- French cover art
- Developer: Cryo Interactive
- Publishers: EU: Cryo Interactive; NA: DreamCatcher Interactive;
- Platform: Windows
- Release: FRA: April 2, 2000; UK: July 2000; NA: August 29, 2000;
- Genre: Adventure
- Mode: Single-player

= The New Adventures of the Time Machine =

2000 video game

The New Adventures of the Time Machine (La Machine à Voyager Dans le Temps) is an adventure video game released in 2000, developed and published by Cryo Interactive. It is based on H. G. Wells' novella The Time Machine.

== Production ==
=== Design ===
During development the characters and backgrounds began as wire frames.

The game features real time 3D animation in pre-rendered sets, using the 'Warp' technology.

== Plot ==
A mythical being, a Demi-God, The Master of the Hourglass: Khronos, is the only one who can restore the balance of time, and help to find a time again.

== Reception ==
Market research firm PC Data reported North American retail sales of 11,252 copies for Time Machine during 2000. The firm tabulated another 18,097 retail sales of the game in North America during 2001, and 21,585 during the first six months of 2002. In 2003, its jewel case SKU secured 16,747 sales in the region.
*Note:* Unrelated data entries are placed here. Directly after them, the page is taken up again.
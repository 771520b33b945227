//! Runtime server configuration
//!
//! ServerConfig is rebuilt from the environment on every launch:
//!
//! - `GRAPH_DB_PATH` - database file (default `~/.webmcp-graph/graph.db`)
//! - `GRAPH_SEED_DEMO` - seed the demo graph into an empty database (default true)
//!
//! Log filtering uses `RUST_LOG` and is handled by the binary.

use std::path::PathBuf;
use thiserror::Error;

pub const DB_PATH_VAR: &str = "GRAPH_DB_PATH";
pub const SEED_DEMO_VAR: &str = "GRAPH_SEED_DEMO";

/// Configuration errors
#[derive(Error, Debug, PartialEq, Eq)]
pub enum ConfigError {
    #[error("Failed to get home directory; set GRAPH_DB_PATH")]
    HomeDirUnavailable,

    #[error("Invalid value for {var}: '{value}' (expected true/false)")]
    InvalidBool { var: String, value: String },
}

#[derive(Debug, Clone, PartialEq, Eq)]
pub struct ServerConfig {
    /// Path to the SQLite database file
    pub database_path: PathBuf,

    /// Whether to seed the demo graph when the store is empty
    pub seed_demo: bool,
}

impl ServerConfig {
    /// Build config from process environment variables
    pub fn from_env() -> Result<Self, ConfigError> {
        Self::from_lookup(|key| std::env::var(key).ok())
    }

    /// Build config from an arbitrary variable lookup
    pub fn from_lookup<F>(lookup: F) -> Result<Self, ConfigError>
    where
        F: Fn(&str) -> Option<String>,
    {
        let database_path = match lookup(DB_PATH_VAR).filter(|p| !p.trim().is_empty()) {
            Some(path) => {
                tracing::info!("Using database path from {}: {}", DB_PATH_VAR, path);
                PathBuf::from(path)
            }
            None => default_database_path()?,
        };

        let seed_demo = match lookup(SEED_DEMO_VAR) {
            Some(value) => parse_bool(SEED_DEMO_VAR, &value)?,
            None => true,
        };

        Ok(Self {
            database_path,
            seed_demo,
        })
    }
}

/// `~/.webmcp-graph/graph.db`
pub fn default_database_path() -> Result<PathBuf, ConfigError> {
    let home_dir = dirs::home_dir().ok_or(ConfigError::HomeDirUnavailable)?;
    Ok(home_dir.join(".webmcp-graph").join("graph.db"))
}

fn parse_bool(var: &str, value: &str) -> Result<bool, ConfigError> {
    match value.trim().to_ascii_lowercase().as_str() {
        "1" | "true" | "yes" | "on" => Ok(true),
        "0" | "false" | "no" | "off" => Ok(false),
        _ => Err(ConfigError::InvalidBool {
            var: var.to_string(),
            value: value.to_string(),
        }),
    }
}
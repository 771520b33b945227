//! WebMCP Graph Core
//!
//! Read-only query layer over a knowledge graph of entities and weighted,
//! typed relationships, exposed to AI agents as MCP tools.
//!
//! # Architecture
//!
//! - **libsql**: Embedded SQLite-compatible store (`entities`, `relationships`)
//! - **QueryExecutor seam**: services issue parameterized SQL through a trait,
//!   so tests can wrap the store and inspect what was queried
//! - **Typed outcomes**: not-found and no-path are values, not errors; reports
//!   render to text at the tool boundary
//!
//! # Modules
//!
//! - [`models`] - Entity and relationship data structures
//! - [`db`] - Database layer with libsql integration and demo seed data
//! - [`services`] - GraphQueryService (connections, paths, clusters) and reports
//! - [`mcp`] - MCP stdio server for AI agent integration
//! - [`config`] - Runtime configuration from the environment

pub mod config;
pub mod db;
pub mod mcp;
pub mod models;
pub mod services;

// Re-export commonly used types
pub use models::*;
pub use services::*;
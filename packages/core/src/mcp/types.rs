//! MCP JSON-RPC 2.0 Types
//!
//! Type definitions for Model Context Protocol communication.
//! Implements JSON-RPC 2.0 specification for stdio-based MCP transport.

use serde::{Deserialize, Deserializer, Serialize};
use serde_json::Value;

/// Accept only the "2.0" protocol marker
fn deserialize_jsonrpc_version<'de, D>(deserializer: D) -> Result<String, D::Error>
where
    D: Deserializer<'de>,
{
    let version = String::deserialize(deserializer)?;
    if version != "2.0" {
        return Err(serde::de::Error::custom(format!(
            "unsupported jsonrpc version: {}",
            version
        )));
    }
    Ok(version)
}

/// JSON-RPC 2.0 request identifier
///
/// Clients may use numbers or strings; `Null` is echoed when the id of a
/// malformed message cannot be recovered.
#[derive(Debug, Clone, PartialEq, Eq, Serialize, Deserialize)]
#[serde(untagged)]
pub enum RequestId {
    Number(i64),
    String(String),
    Null,
}

impl RequestId {
    /// Recover the id of a message that failed to parse as a request
    pub fn from_message(message: &Value) -> Self {
        message
            .get("id")
            .and_then(|id| serde_json::from_value(id.clone()).ok())
            .unwrap_or(Self::Null)
    }
}

impl std::fmt::Display for RequestId {
    fn fmt(&self, f: &mut std::fmt::Formatter<'_>) -> std::fmt::Result {
        match self {
            Self::Number(n) => write!(f, "{}", n),
            Self::String(s) => write!(f, "{:?}", s),
            Self::Null => write!(f, "null"),
        }
    }
}

/// JSON-RPC 2.0 request structure
///
/// # Example
///
/// ```json
/// {
///     "jsonrpc": "2.0",
///     "id": 7,
///     "method": "tools/call",
///     "params": {
///         "name": "find_path",
///         "arguments": { "from_entity": "Alice", "to_entity": "Rust" }
///     }
/// }
/// ```
#[derive(Debug, Deserialize)]
pub struct MCPRequest {
    /// JSON-RPC version (must be "2.0")
    #[serde(deserialize_with = "deserialize_jsonrpc_version")]
    pub jsonrpc: String,

    /// Request identifier (used to match responses)
    pub id: RequestId,

    /// Method name to invoke
    pub method: String,

    /// Method parameters as JSON value
    #[serde(default)]
    pub params: Value,
}

/// JSON-RPC 2.0 notification (a request without an id; never answered)
#[derive(Debug, Deserialize)]
#[serde(deny_unknown_fields)]
pub struct MCPNotification {
    #[serde(deserialize_with = "deserialize_jsonrpc_version")]
    pub jsonrpc: String,
    pub method: String,
    #[serde(default)]
    pub params: Value,
}

/// JSON-RPC 2.0 response structure
///
/// `result` and `error` are mutually exclusive; the absent one is omitted.
#[derive(Debug, Serialize)]
pub struct MCPResponse {
    /// JSON-RPC version (always "2.0")
    pub jsonrpc: String,

    /// Request identifier (matches request)
    pub id: RequestId,

    #[serde(skip_serializing_if = "Option::is_none")]
    pub result: Option<Value>,

    #[serde(skip_serializing_if = "Option::is_none")]
    pub error: Option<MCPError>,
}

/// JSON-RPC 2.0 error structure
#[derive(Debug, Serialize, Clone, PartialEq)]
pub struct MCPError {
    /// Error code (standard JSON-RPC or graph-server specific)
    pub code: i32,

    /// Human-readable error message
    pub message: String,

    /// Optional structured detail
    #[serde(skip_serializing_if = "Option::is_none")]
    pub data: Option<Value>,
}

// JSON-RPC 2.0 standard error codes
pub const PARSE_ERROR: i32 = -32700;
pub const INVALID_REQUEST: i32 = -32600;
pub const METHOD_NOT_FOUND: i32 = -32601;
pub const INVALID_PARAMS: i32 = -32602;

// Graph server error codes (application errors: -32000 to -32099)
pub const STORE_ERROR: i32 = -32000;
pub const SEARCH_CANCELLED: i32 = -32001;

impl MCPError {
    fn new(code: i32, message: String) -> Self {
        Self {
            code,
            message,
            data: None,
        }
    }

    /// Create a parse error
    pub fn parse_error(message: String) -> Self {
        Self::new(PARSE_ERROR, message)
    }

    /// Create an invalid request error
    pub fn invalid_request(message: String) -> Self {
        Self::new(INVALID_REQUEST, message)
    }

    /// Create a method not found error
    pub fn method_not_found(method: &str) -> Self {
        Self::new(METHOD_NOT_FOUND, format!("Method not found: {}", method))
    }

    /// Create an invalid params error
    pub fn invalid_params(message: String) -> Self {
        Self::new(INVALID_PARAMS, message)
    }

    /// Create a store failure error
    pub fn store_error(message: String) -> Self {
        Self::new(STORE_ERROR, message)
    }

    /// Create a cancelled search error
    pub fn search_cancelled(message: String) -> Self {
        Self::new(SEARCH_CANCELLED, message)
    }

    /// Attach structured detail
    pub fn with_data(mut self, data: Value) -> Self {
        self.data = Some(data);
        self
    }
}

impl MCPResponse {
    /// Create a success response
    pub fn success(id: RequestId, result: Value) -> Self {
        Self {
            jsonrpc: "2.0".to_string(),
            id,
            result: Some(result),
            error: None,
        }
    }

    /// Create an error response
    pub fn error(id: RequestId, error: MCPError) -> Self {
        Self {
            jsonrpc: "2.0".to_string(),
            id,
            result: None,
            error: Some(error),
        }
    }
}

#[cfg(test)]
#[path = "types_test.rs"]
mod types_test;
GameSpot thought the game alternated between a "nonsensical story" and "infuriating puzzles". IGN felt that the game didn't push the boundaries for Cryo and tested player's patience. JeuxVideo praised the game's beauty and interactivity. Eurogamer praised the story and graphics and gave the game a 9/10. John Walker of Rock Paper Shotgun criticised the premise of making H. G. Wells the time traveling protagonist himself.